EXERCISE DESCRIPTION
Below are several entries. Transcribe exactly those lines that fall from the one with "palette index mapping." through the one with "the index arithmetic.", end lines included.

Saved entries
•••••
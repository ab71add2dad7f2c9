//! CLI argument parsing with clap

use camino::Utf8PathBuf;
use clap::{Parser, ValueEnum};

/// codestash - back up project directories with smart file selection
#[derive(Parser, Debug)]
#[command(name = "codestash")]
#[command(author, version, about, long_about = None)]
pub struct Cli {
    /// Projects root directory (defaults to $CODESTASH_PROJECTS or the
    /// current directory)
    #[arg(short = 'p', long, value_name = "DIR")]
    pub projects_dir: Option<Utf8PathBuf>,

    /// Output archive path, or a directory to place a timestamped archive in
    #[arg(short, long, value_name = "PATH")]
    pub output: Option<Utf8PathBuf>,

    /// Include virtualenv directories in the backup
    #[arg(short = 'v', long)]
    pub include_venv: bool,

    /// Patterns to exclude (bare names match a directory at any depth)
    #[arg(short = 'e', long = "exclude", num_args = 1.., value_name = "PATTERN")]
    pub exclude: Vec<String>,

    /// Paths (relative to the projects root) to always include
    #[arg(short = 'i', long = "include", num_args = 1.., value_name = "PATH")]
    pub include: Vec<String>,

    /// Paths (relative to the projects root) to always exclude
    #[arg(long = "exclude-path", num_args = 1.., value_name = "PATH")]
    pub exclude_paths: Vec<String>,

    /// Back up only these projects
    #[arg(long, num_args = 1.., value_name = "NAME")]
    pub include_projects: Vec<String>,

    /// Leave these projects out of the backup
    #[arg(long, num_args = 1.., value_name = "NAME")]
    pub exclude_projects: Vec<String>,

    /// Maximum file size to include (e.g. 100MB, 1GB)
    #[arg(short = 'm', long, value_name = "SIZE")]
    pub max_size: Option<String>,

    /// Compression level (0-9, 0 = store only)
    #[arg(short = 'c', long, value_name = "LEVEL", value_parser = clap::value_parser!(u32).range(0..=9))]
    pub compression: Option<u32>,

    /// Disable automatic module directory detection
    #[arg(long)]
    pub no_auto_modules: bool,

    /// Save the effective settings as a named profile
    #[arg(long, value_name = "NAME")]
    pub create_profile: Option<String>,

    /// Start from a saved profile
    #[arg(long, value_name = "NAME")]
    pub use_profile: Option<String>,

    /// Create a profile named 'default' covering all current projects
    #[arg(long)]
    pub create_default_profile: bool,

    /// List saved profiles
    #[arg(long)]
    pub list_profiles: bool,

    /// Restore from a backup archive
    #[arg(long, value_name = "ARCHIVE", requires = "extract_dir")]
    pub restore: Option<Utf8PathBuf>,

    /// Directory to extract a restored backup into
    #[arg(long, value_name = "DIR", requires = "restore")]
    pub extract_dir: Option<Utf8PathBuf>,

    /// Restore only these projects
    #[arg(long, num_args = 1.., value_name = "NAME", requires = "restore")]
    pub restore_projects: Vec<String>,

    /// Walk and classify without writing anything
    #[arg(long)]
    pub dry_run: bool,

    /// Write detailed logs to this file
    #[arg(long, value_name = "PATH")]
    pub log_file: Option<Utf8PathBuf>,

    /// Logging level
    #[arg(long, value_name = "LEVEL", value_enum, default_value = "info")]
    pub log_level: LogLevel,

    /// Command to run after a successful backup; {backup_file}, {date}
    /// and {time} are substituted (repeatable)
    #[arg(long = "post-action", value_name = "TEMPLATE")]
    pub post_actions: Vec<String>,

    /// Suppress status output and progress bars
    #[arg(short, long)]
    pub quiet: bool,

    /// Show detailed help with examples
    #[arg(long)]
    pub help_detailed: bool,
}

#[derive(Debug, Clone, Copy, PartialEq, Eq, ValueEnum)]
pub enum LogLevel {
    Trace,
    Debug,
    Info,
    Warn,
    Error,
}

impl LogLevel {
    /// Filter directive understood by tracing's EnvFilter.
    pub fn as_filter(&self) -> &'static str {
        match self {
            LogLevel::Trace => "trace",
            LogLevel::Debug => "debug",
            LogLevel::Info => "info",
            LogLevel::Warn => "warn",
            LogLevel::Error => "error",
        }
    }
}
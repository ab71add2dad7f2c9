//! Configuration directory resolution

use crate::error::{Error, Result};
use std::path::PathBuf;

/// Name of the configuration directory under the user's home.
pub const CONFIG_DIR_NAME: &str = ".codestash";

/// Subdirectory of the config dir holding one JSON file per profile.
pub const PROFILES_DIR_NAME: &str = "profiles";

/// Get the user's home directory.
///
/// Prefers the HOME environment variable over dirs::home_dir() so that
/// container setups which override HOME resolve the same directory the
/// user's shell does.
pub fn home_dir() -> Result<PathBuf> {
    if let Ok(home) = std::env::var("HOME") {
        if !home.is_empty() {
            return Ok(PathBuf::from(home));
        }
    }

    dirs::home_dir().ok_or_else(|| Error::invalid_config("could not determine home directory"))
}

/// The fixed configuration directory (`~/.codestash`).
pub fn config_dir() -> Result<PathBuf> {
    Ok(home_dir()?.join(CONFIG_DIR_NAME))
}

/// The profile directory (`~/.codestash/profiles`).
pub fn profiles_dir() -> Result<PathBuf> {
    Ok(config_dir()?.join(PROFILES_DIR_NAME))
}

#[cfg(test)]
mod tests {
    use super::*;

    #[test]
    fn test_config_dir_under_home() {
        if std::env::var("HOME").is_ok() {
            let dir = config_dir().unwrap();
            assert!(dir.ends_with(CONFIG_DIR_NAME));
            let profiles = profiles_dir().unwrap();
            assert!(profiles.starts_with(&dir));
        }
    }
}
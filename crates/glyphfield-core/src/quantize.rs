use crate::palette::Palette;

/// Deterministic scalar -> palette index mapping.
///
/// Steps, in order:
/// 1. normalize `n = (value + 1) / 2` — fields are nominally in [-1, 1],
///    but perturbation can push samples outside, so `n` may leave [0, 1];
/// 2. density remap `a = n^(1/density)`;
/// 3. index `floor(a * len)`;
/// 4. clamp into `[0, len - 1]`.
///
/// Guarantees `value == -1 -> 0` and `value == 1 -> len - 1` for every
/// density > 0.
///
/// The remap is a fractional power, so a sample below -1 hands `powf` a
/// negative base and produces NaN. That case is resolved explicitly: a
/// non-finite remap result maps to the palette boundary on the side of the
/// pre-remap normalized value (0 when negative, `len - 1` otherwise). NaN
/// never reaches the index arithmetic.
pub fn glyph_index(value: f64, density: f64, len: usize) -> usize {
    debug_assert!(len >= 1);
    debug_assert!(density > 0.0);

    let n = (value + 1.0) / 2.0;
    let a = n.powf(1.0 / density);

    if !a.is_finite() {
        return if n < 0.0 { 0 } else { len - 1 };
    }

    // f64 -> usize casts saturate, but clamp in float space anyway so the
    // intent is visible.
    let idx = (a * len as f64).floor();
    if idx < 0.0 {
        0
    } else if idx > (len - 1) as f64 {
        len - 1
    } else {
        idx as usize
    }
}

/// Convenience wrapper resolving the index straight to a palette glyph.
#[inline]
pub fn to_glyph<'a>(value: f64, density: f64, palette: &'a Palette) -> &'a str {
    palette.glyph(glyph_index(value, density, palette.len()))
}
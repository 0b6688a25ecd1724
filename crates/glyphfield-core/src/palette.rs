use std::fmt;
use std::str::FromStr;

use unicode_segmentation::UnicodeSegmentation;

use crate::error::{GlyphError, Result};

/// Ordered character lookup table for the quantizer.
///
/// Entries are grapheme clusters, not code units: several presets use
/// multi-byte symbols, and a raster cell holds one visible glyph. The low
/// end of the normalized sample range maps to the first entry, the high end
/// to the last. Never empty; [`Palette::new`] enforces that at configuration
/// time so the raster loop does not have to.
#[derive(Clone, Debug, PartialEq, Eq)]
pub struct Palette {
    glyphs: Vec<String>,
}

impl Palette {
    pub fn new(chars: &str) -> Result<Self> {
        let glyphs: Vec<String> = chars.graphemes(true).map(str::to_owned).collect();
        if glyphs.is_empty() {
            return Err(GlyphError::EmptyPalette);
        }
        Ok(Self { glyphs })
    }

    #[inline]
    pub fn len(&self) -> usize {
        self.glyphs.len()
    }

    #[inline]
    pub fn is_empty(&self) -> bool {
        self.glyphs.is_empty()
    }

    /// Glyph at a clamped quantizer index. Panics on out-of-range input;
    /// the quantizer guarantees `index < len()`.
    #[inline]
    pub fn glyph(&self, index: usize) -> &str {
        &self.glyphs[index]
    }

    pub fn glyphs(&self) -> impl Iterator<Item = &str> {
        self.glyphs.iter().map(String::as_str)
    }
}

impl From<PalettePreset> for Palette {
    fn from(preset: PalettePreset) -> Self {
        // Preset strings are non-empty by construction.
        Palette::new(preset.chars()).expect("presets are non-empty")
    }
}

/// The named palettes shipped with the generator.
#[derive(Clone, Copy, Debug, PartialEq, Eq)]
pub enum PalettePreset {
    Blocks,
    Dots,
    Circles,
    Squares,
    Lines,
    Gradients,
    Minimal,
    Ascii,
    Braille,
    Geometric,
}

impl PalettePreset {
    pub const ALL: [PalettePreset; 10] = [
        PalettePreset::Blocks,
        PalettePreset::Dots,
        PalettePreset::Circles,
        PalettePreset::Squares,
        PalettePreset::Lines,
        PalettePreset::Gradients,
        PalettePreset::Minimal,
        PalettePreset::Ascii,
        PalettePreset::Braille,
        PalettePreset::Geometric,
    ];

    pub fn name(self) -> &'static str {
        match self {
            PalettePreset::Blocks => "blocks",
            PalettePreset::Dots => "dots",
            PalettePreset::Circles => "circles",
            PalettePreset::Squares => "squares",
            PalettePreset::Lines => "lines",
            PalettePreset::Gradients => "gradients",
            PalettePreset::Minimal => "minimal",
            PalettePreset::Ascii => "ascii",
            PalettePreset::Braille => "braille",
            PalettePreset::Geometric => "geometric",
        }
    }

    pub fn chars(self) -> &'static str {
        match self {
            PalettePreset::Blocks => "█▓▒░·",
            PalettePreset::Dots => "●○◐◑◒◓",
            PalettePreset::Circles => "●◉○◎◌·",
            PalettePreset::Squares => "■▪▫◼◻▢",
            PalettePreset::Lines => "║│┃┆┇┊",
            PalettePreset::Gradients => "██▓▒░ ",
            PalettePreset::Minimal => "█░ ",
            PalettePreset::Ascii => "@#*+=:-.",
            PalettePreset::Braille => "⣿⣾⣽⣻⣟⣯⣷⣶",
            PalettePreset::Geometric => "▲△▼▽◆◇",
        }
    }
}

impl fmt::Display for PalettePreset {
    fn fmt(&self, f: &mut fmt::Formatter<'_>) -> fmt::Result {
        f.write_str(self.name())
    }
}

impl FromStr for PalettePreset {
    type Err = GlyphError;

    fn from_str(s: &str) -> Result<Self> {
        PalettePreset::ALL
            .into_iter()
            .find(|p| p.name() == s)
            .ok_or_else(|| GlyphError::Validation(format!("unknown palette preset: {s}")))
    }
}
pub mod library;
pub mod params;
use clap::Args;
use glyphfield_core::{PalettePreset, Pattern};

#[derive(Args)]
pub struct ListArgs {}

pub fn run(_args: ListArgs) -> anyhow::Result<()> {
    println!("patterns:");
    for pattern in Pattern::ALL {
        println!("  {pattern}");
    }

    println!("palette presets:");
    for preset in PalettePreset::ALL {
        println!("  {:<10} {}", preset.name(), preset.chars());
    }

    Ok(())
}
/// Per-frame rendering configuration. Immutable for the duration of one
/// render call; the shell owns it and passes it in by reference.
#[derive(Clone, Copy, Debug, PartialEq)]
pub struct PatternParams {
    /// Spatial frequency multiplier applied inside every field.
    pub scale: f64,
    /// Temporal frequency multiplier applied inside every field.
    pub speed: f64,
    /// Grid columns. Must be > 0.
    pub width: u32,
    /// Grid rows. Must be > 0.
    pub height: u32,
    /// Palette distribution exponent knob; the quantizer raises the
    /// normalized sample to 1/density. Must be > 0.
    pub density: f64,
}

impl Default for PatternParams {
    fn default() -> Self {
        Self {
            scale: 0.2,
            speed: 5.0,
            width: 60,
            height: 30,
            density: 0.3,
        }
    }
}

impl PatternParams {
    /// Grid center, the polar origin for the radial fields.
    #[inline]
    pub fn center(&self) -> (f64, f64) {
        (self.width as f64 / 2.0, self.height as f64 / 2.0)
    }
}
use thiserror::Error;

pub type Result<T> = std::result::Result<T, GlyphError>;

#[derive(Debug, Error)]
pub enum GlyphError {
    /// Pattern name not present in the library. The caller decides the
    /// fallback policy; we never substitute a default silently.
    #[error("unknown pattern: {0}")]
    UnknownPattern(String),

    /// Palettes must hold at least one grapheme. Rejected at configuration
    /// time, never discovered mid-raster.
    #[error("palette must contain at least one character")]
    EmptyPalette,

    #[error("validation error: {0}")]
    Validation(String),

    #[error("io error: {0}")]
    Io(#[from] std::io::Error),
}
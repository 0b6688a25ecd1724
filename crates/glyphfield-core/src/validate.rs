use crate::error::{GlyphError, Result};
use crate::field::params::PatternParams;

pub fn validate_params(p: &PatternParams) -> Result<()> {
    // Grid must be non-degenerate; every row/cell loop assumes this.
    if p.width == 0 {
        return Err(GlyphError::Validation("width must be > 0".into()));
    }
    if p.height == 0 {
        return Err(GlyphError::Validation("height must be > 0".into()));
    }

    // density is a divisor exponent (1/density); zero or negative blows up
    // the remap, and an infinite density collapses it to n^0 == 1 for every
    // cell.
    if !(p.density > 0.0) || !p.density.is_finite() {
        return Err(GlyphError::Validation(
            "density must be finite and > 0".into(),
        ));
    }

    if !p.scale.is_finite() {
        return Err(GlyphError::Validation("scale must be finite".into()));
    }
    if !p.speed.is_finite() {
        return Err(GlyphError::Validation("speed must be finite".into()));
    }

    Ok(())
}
•••••
ANSWER SPACE
/// Deterministic scalar -> palette index mapping.
///
/// Steps, in order:
/// 1. normalize `n = (value + 1) / 2` — fields are nominally in [-1, 1],
///    but perturbation can push samples outside, so `n` may leave [0, 1];
/// 2. density remap `a = n^(1/density)`;
/// 3. index `floor(a * len)`;
/// 4. clamp into `[0, len - 1]`.
///
/// Guarantees `value == -1 -> 0` and `value == 1 -> len - 1` for every
/// density > 0.
///
/// The remap is a fractional power, so a sample below -1 hands `powf` a
/// negative base and produces NaN. That case is resolved explicitly: a
/// non-finite remap result maps to the palette boundary on the side of the
/// pre-remap normalized value (0 when negative, `len - 1` otherwise). NaN
/// never reaches the index arithmetic.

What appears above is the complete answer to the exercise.